The mounted and dismounted patrols worked in connection with each other; the latter were responsible for the immediate neighbourhood of London to a distance of five miles from its centre, and the former looked after the remoter districts included in a circle with an average radius of twenty miles; their principal routes were—to Enfield by Hampstead and Highgate in the North, to Epsom by Croydon and Richmond in the South, to Windsor by Uxbridge in the West, and Eastwards to Romford on the left bank of the Thames, and towards Maidstone on the right bank. Their orders were to proceed along the specified road at such a pace as would bring them to the end of their beat at the appointed time—halt ten minutes and then return meeting the other patrolmen half-way; when passing travellers they were ordered to make themselves known by calling out in an audible tone "Bow Street Patrol"; and on arriving at the home-end of their beat they were timed to meet the dismounted patrol, and had to communicate to them any news of importance. Every patrol, when on duty, was expected to be fully equipped, with his pistol loaded, and his sword-belt outside his coat; if his horse should go lame he had to dismount, and on foot patrol half his usual distance; in the event of a robbery or other breach of the peace coming to his notice, his duty was to join his companion, if possible, and that of the two together to pursue and endeavour to apprehend the offender or offenders, summoning outside assistance if necessary. If they effected a capture their prisoner was to be safely secured till morning, when they had to bring him to Bow Street.

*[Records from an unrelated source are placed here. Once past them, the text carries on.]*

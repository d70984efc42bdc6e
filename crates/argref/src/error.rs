//! CLI error types.

use std::path::PathBuf;

use argref_config::ConfigError;

/// CLI error type.
#[derive(Debug, thiserror::Error)]
pub(crate) enum CliError {
    #[error("{0}")]
    Config(#[from] ConfigError),

    #[error("{0}")]
    Io(#[from] std::io::Error),

    #[error("{}: {source}", path.display())]
    File {
        path: PathBuf,
        source: std::io::Error,
    },

    #[error("{0}")]
    Walk(#[from] ignore::Error),

    #[error("{0}")]
    Validation(String),
}
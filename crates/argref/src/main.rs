//! argref CLI - ticket reference autolinker for markdown.
//!
//! Provides commands for:
//! - `rewrite`: Link references in markdown from stdin or files
//! - `check`: Validate the autolink configuration

mod commands;
mod error;
mod output;

use std::process::ExitCode;

use clap::{Parser, Subcommand};
use tracing_subscriber::EnvFilter;

use commands::{CheckArgs, RewriteArgs};
use output::Output;

/// argref - turn ticket references into markdown links.
#[derive(Parser)]
#[command(name = "argref", version, about)]
struct Cli {
    #[command(subcommand)]
    command: Commands,
}

#[derive(Subcommand)]
enum Commands {
    /// Rewrite references in markdown into links.
    Rewrite(RewriteArgs),
    /// Validate the configuration and list autolinks.
    Check(CheckArgs),
}

fn main() -> ExitCode {
    let cli = Cli::parse();
    let output = Output::new();

    let verbose = matches!(&cli.command, Commands::Rewrite(args) if args.verbose);

    // --verbose enables INFO level, otherwise use RUST_LOG or default to WARN.
    // Logs go to stderr so rewritten markdown on stdout stays clean.
    let filter = if verbose {
        EnvFilter::new("info")
    } else {
        EnvFilter::from_default_env()
    };
    tracing_subscriber::fmt()
        .with_env_filter(filter)
        .with_writer(std::io::stderr)
        .init();

    let result = match cli.command {
        Commands::Rewrite(args) => args.execute(),
        Commands::Check(args) => args.execute(),
    };

    if let Err(err) = result {
        output.error(&format!("Error: {err}"));
        return ExitCode::FAILURE;
    }
    ExitCode::SUCCESS
}

#[cfg(test)]
mod tests {
    use super::*;
    use clap::CommandFactory;

    #[test]
    fn test_cli_definition() {
        Cli::command().debug_assert();
    }

    #[test]
    fn test_parse_rewrite_in_place() {
        let cli = Cli::try_parse_from(["argref", "rewrite", "-i", "-v", "docs", "README.md"]).unwrap();
        assert!(matches!(cli.command, Commands::Rewrite(args) if args.verbose));
    }

    #[test]
    fn test_filter_flags_conflict() {
        let result =
            Cli::try_parse_from(["argref", "rewrite", "--filter-links", "--no-filter-links"]);
        assert!(result.is_err());
    }

    #[test]
    fn test_parse_check_with_multiple_configs() {
        let cli = Cli::try_parse_from(["argref", "check", "-c", "a.toml", "-c", "b.toml"]).unwrap();
        assert!(matches!(cli.command, Commands::Check(_)));
    }
}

The orders issued to the dismounted patrol, mutatis mutandis, were practically identical with those already detailed: the men were warned never to go out on their rounds without truncheon, cutlass and warrant; and they had to meet the mounted patrol at the extremity of their beat, or report the circumstances under which they failed to carry out their instructions.
The Bow Street patrols were efficacious to a certain extent. Their presence gave confidence to travellers, and highway robberies on the main roads were put a stop to; but they were of little use against burglars, and altogether failed to suppress the footpads who took to the lanes and by-ways when the high-roads were protected, nor could the removal of stolen property be prevented as long as the patrolmen were only kept on duty for half the night. The small force at the disposal of the Chief Magistrate at Bow Street, for the purpose of safe-guarding the outlying districts, had to patrol such a large area, and their movements were in consequence so regular, that it was easy for thieves to calculate the hour at which the peace officer was due at any given point, and equally easy to avoid him by concealment in a cross-road or behind a hedge until he had passed: a thief named Wilson long avoided capture in this manner, and when he eventually fell into the hands of the police, it was discovered that he had in his possession a regular time-table on which was marked at what o'clock the patrols might be expected at various points on all the main roads.
Twelve months after Lord Sidmouth's improvements had been initiated, a further advance was made, this time at the instance of Robert Peel, by the establishment of a Day-Patrol to supplement the Bow Street force. The new police body was very small, and only of an experimental nature; but it served the purpose of its institution, and the success achieved by the three Inspectors and twenty-four men who composed this little force was a strong argument for a subsequent extension on similar lines.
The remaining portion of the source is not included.